During summer it is the sea fog that causes most trouble. During winter there is a range of hostile weather conditions such as strong winds, heavy snow showers, icing, avalanches, and more. To deal with these conditions, accurate weather forecasts are essential.
A fisherman may risk his life if he goes on sea when bad weather approaches, but he will lose valuable work if an overly pessimistic forecast keeps him on shore longer than necessary. Equally, the ambulance airplane will not just compromise safety if it takes off in hazardous weather. It may also fail to transport critically ill patients to hospital in time if it stays on ground when it could have departed. Therefore, a good forecast can make a huge difference, sometimes even a life saving one.
Good forecasts, however, are challenging to make in this area. The sparse observation network makes it difficult to monitor the weather situation. Because of this, forecasters and forecast users depend even more on the numerical weather prediction models for their decisions than their colleagues in the south. But the weather models also need observations to be initialized with correct weather conditions.
Most of the models in use today were developed for lower latitudes, and they struggle to handle many of the polar features correctly. The polar challenges include the marginal ice zone with its mix of ice covered and open ocean areas. There are also the small but intense polar lows that develop very rapidly, strong winds and heavy snow showers, and the frequent shallow and stable boundary layers whose vertical scales are so small that they cannot be resolved properly in the model. In the end, the lack of observations also makes it difficult to evaluate the issued forecasts and identify the strengths and weaknesses of the model.
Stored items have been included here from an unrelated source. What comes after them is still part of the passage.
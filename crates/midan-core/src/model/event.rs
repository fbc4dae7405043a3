use chrono::{DateTime, Utc};
use serde::{Deserialize, Serialize};
use std::{fmt, str::FromStr};

/// Gradient pairs assigned to event covers.
pub const THEME_COLORS: [[&str; 2]; 6] = [
    ["#6366F1", "#8B5CF6"],
    ["#10B981", "#34D399"],
    ["#F59E0B", "#FBBF24"],
    ["#EF4444", "#F87171"],
    ["#3B82F6", "#60A5FA"],
    ["#EC4899", "#F472B6"],
];

/// The kinds of event users can form teams around.
#[derive(Debug, Clone, Copy, PartialEq, Eq, Hash, Serialize, Deserialize)]
#[serde(rename_all = "lowercase")]
pub enum EventType {
    Trade,
    Hackathon,
    Official,
    Alpha,
    Competition,
    Launchpad,
    Quest,
}

impl EventType {
    pub const ALL: [Self; 7] = [
        Self::Trade,
        Self::Hackathon,
        Self::Official,
        Self::Alpha,
        Self::Competition,
        Self::Launchpad,
        Self::Quest,
    ];

    /// Query-string key, also the prefix of generated event ids.
    #[must_use]
    pub const fn as_str(self) -> &'static str {
        match self {
            Self::Trade => "trade",
            Self::Hackathon => "hackathon",
            Self::Official => "official",
            Self::Alpha => "alpha",
            Self::Competition => "competition",
            Self::Launchpad => "launchpad",
            Self::Quest => "quest",
        }
    }

    /// Human label shown on cards and filter chips.
    #[must_use]
    pub const fn label(self) -> &'static str {
        match self {
            Self::Trade => "Trade",
            Self::Hackathon => "Hackathon",
            Self::Official => "Official",
            Self::Alpha => "Alpha Finding",
            Self::Competition => "Competition",
            Self::Launchpad => "Launchpad",
            Self::Quest => "Quest",
        }
    }
}

/// Where an event sits relative to "now".
#[derive(Debug, Clone, Copy, PartialEq, Eq, Hash, Serialize, Deserialize)]
#[serde(rename_all = "lowercase")]
pub enum EventStatus {
    Upcoming,
    Ongoing,
    Completed,
}

impl EventStatus {
    /// `now < start` is upcoming, `now > end` is completed, anything else
    /// (both bounds inclusive) is ongoing.
    #[must_use]
    pub fn at(start: DateTime<Utc>, end: DateTime<Utc>, now: DateTime<Utc>) -> Self {
        if now < start {
            Self::Upcoming
        } else if now > end {
            Self::Completed
        } else {
            Self::Ongoing
        }
    }

    #[must_use]
    pub const fn as_str(self) -> &'static str {
        match self {
            Self::Upcoming => "upcoming",
            Self::Ongoing => "ongoing",
            Self::Completed => "completed",
        }
    }

    #[must_use]
    pub const fn label(self) -> &'static str {
        match self {
            Self::Upcoming => "Upcoming",
            Self::Ongoing => "Ongoing",
            Self::Completed => "Completed",
        }
    }
}

/// A time-boxed activity users form teams around.
#[derive(Debug, Clone, PartialEq, Eq, Serialize, Deserialize)]
pub struct Event {
    pub id: String,
    pub name: String,
    pub subtitle: String,
    pub start: DateTime<Utc>,
    pub end: DateTime<Utc>,
    #[serde(rename = "type")]
    pub event_type: EventType,
    pub tags: Vec<String>,
    pub color: [String; 2],
    #[serde(default, skip_serializing_if = "Option::is_none")]
    pub team_cap: Option<u32>,
}

impl Event {
    #[must_use]
    pub fn status(&self, now: DateTime<Utc>) -> EventStatus {
        EventStatus::at(self.start, self.end, now)
    }

    #[must_use]
    pub fn is_ongoing(&self, now: DateTime<Utc>) -> bool {
        self.status(now) == EventStatus::Ongoing
    }

    /// Calendar-date span, e.g. `2025-03-01 – 2025-03-15`.
    #[must_use]
    pub fn date_range(&self) -> String {
        format!(
            "{} – {}",
            self.start.format("%Y-%m-%d"),
            self.end.format("%Y-%m-%d")
        )
    }
}

/// Error returned when parsing an enum value from text.
#[derive(Debug, Clone, PartialEq, Eq)]
pub struct ParseEnumError {
    pub expected: &'static str,
    pub got: String,
}

impl fmt::Display for ParseEnumError {
    fn fmt(&self, f: &mut fmt::Formatter<'_>) -> fmt::Result {
        write!(f, "invalid {}: '{}'", self.expected, self.got)
    }
}

impl std::error::Error for ParseEnumError {}

impl fmt::Display for EventType {
    fn fmt(&self, f: &mut fmt::Formatter<'_>) -> fmt::Result {
        f.write_str(self.as_str())
    }
}

impl fmt::Display for EventStatus {
    fn fmt(&self, f: &mut fmt::Formatter<'_>) -> fmt::Result {
        f.write_str(self.as_str())
    }
}

fn normalize(input: &str) -> String {
    input.trim().to_ascii_lowercase()
}

impl FromStr for EventType {
    type Err = ParseEnumError;

    fn from_str(s: &str) -> Result<Self, Self::Err> {
        let normalized = normalize(s);
        Self::ALL
            .into_iter()
            .find(|kind| kind.as_str() == normalized)
            .ok_or_else(|| ParseEnumError {
                expected: "event type",
                got: s.to_string(),
            })
    }
}

impl FromStr for EventStatus {
    type Err = ParseEnumError;

    fn from_str(s: &str) -> Result<Self, Self::Err> {
        match normalize(s).as_str() {
            "upcoming" => Ok(Self::Upcoming),
            "ongoing" => Ok(Self::Ongoing),
            "completed" => Ok(Self::Completed),
            _ => Err(ParseEnumError {
                expected: "status",
                got: s.to_string(),
            }),
        }
    }
}
//! Team chat surface.
//!
//! The chat runs in isolation and learns everything it needs from its launch
//! parameters (`team`, `member`, `embed`). Messages live behind
//! [`MessageStore`]; only members may post.

use chrono::{DateTime, Duration, Utc};
use serde::{Deserialize, Serialize};
use std::collections::BTreeMap;
use tracing::debug;

use crate::error::MidanError;
use crate::model::Address;
use crate::router::{QueryParams, encode_component};

/// Channel every team chat starts with.
pub const GENERAL_CHANNEL: &str = "general";

/// Parameters the chat surface is launched with.
#[derive(Debug, Clone, PartialEq, Eq, Serialize)]
pub struct ChatLaunch {
    pub team_id: u64,
    pub member: bool,
    pub embed: bool,
}

impl ChatLaunch {
    /// Launch parameters for a member viewing the team page.
    #[must_use]
    pub const fn embedded_member(team_id: u64) -> Self {
        Self {
            team_id,
            member: true,
            embed: true,
        }
    }

    #[must_use]
    pub fn to_query_string(&self) -> String {
        let bit = |on: bool| if on { "1" } else { "0" };
        format!(
            "team={}&member={}&embed={}",
            encode_component(&self.team_id.to_string()),
            bit(self.member),
            bit(self.embed)
        )
    }

    /// Read launch parameters; `None` without a numeric `team`.
    #[must_use]
    pub fn from_query(query: &QueryParams) -> Option<Self> {
        let team_id = query.non_empty("team")?.parse().ok()?;
        Some(Self {
            team_id,
            member: query.flag("member"),
            embed: query.flag("embed"),
        })
    }
}

#[derive(Debug, Clone, PartialEq, Eq, Serialize, Deserialize)]
pub struct ChatMessage {
    pub from: Address,
    pub ts: DateTime<Utc>,
    pub text: String,
}

/// Where a message goes.
#[derive(Debug, Clone, PartialEq, Eq)]
pub enum Conversation {
    Channel(String),
    Direct(Address),
}

/// Storage for channel and direct messages.
pub trait MessageStore {
    fn messages(&self, conversation: &Conversation) -> &[ChatMessage];

    /// Peers with an open direct conversation.
    fn direct_peers(&self) -> Vec<&Address>;

    fn append(&mut self, conversation: &Conversation, message: ChatMessage);
}

/// In-process store seeded with a short welcome thread.
#[derive(Debug, Clone, Default)]
pub struct MemoryMessageStore {
    channels: BTreeMap<String, Vec<ChatMessage>>,
    direct: BTreeMap<Address, Vec<ChatMessage>>,
}

impl MemoryMessageStore {
    #[must_use]
    pub fn seeded(now: DateTime<Utc>) -> Self {
        let welcome = vec![
            ChatMessage {
                from: Address::mock("ALPHA"),
                ts: now - Duration::seconds(100),
                text: "Welcome to the team!".to_string(),
            },
            ChatMessage {
                from: Address::mock("BETA"),
                ts: now - Duration::seconds(80),
                text: "Hey all, let's sync.".to_string(),
            },
        ];
        Self {
            channels: BTreeMap::from([(GENERAL_CHANNEL.to_string(), welcome)]),
            direct: BTreeMap::new(),
        }
    }
}

impl MessageStore for MemoryMessageStore {
    fn messages(&self, conversation: &Conversation) -> &[ChatMessage] {
        match conversation {
            Conversation::Channel(name) => self.channels.get(name),
            Conversation::Direct(peer) => self.direct.get(peer),
        }
        .map_or(&[], Vec::as_slice)
    }

    fn direct_peers(&self) -> Vec<&Address> {
        self.direct.keys().collect()
    }

    fn append(&mut self, conversation: &Conversation, message: ChatMessage) {
        match conversation {
            Conversation::Channel(name) => self.channels.entry(name.clone()).or_default(),
            Conversation::Direct(peer) => self.direct.entry(peer.clone()).or_default(),
        }
        .push(message);
    }
}

/// One chat surface instance.
#[derive(Debug)]
pub struct ChatSession<S: MessageStore> {
    launch: ChatLaunch,
    user: Option<Address>,
    store: S,
}

impl<S: MessageStore> ChatSession<S> {
    #[must_use]
    pub const fn new(launch: ChatLaunch, user: Option<Address>, store: S) -> Self {
        Self {
            launch,
            user,
            store,
        }
    }

    #[must_use]
    pub const fn launch(&self) -> &ChatLaunch {
        &self.launch
    }

    #[must_use]
    pub const fn store(&self) -> &S {
        &self.store
    }

    /// Open a direct conversation, greeting from the peer the first time.
    pub fn open_direct(&mut self, peer: &Address, now: DateTime<Utc>) -> Conversation {
        let conversation = Conversation::Direct(peer.clone());
        if self.store.messages(&conversation).is_empty() {
            self.store.append(
                &conversation,
                ChatMessage {
                    from: peer.clone(),
                    ts: now,
                    text: format!("Hi, this is {}. Let's chat!", peer.short()),
                },
            );
        }
        conversation
    }

    /// Post `text` (trimmed). Blank text is ignored and returns `Ok(false)`.
    ///
    /// # Errors
    ///
    /// Returns [`MidanError::NotTeamMember`] when launched for a non-member.
    pub fn post(
        &mut self,
        conversation: &Conversation,
        text: &str,
        now: DateTime<Utc>,
    ) -> Result<bool, MidanError> {
        if !self.launch.member {
            return Err(MidanError::NotTeamMember {
                team_id: self.launch.team_id,
            });
        }
        let text = text.trim();
        if text.is_empty() {
            return Ok(false);
        }
        let from = self.user.clone().unwrap_or_else(|| Address::new("0xYOU"));
        self.store.append(
            conversation,
            ChatMessage {
                from,
                ts: now,
                text: text.to_string(),
            },
        );
        debug!(team_id = self.launch.team_id, ?conversation, "chat message posted");
        Ok(true)
    }
}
It was the need to overcome this kind of challenges that made me interested in model development.
As a senior forecaster at MET Norway in Tromsø, I was in contact with users and learned about their needs. I started to work together with the model developers at MET Norway to understand more about how the model that we used works “under the hood”. I then got the opportunity to work with evaluation of polar low forecasts at the European Center for Medium-Range Weather Forecasts (ECMWF). While there, I used case studies to compare the performance of the ECMWF and Arome Arctic models. My ph.d., which is part of the Alertness research project, will be a continuation of this work.
The aim of the Ph.d. project is to evaluate how good the forecasts were during a number of historical weather events that had a big impact on communities and infrastructure. I will then test the improvements that other researchers do. This way, we can see how much progress we make.
We want to include events from large measurement campaigns with more observations available than usual, such as as for example during the recent Year of Polar Prediction. We will also use particularly interesting cases that forecasters on duty in Tromsø have reported. My own main focus will be on polar low events and maritime icing.
Polar lows can cause sudden changes from clear and calm weather to heavy snow showers and strong, gusty winds that lead to icing, turbulence and avalanches. They are challenging to forecast because of their small scale and rapid development. Maritime icing happen when there is a combination of high waves and low air temperature. The sea spray freezes on ships and thick layers of ice build up. This adds a tremendous extra weight to the ship, that can potentially cause it to sink. At the same time, rescue boats and equipment freeze in and become useless. In addition, I will study cases of fog and aviation icing together with other people in the project. Hopefully, this work will lead to better forecasts to assist those who live in the Arctic and Northern Norway, and if even one life is saved by that, it will be worth every single effort.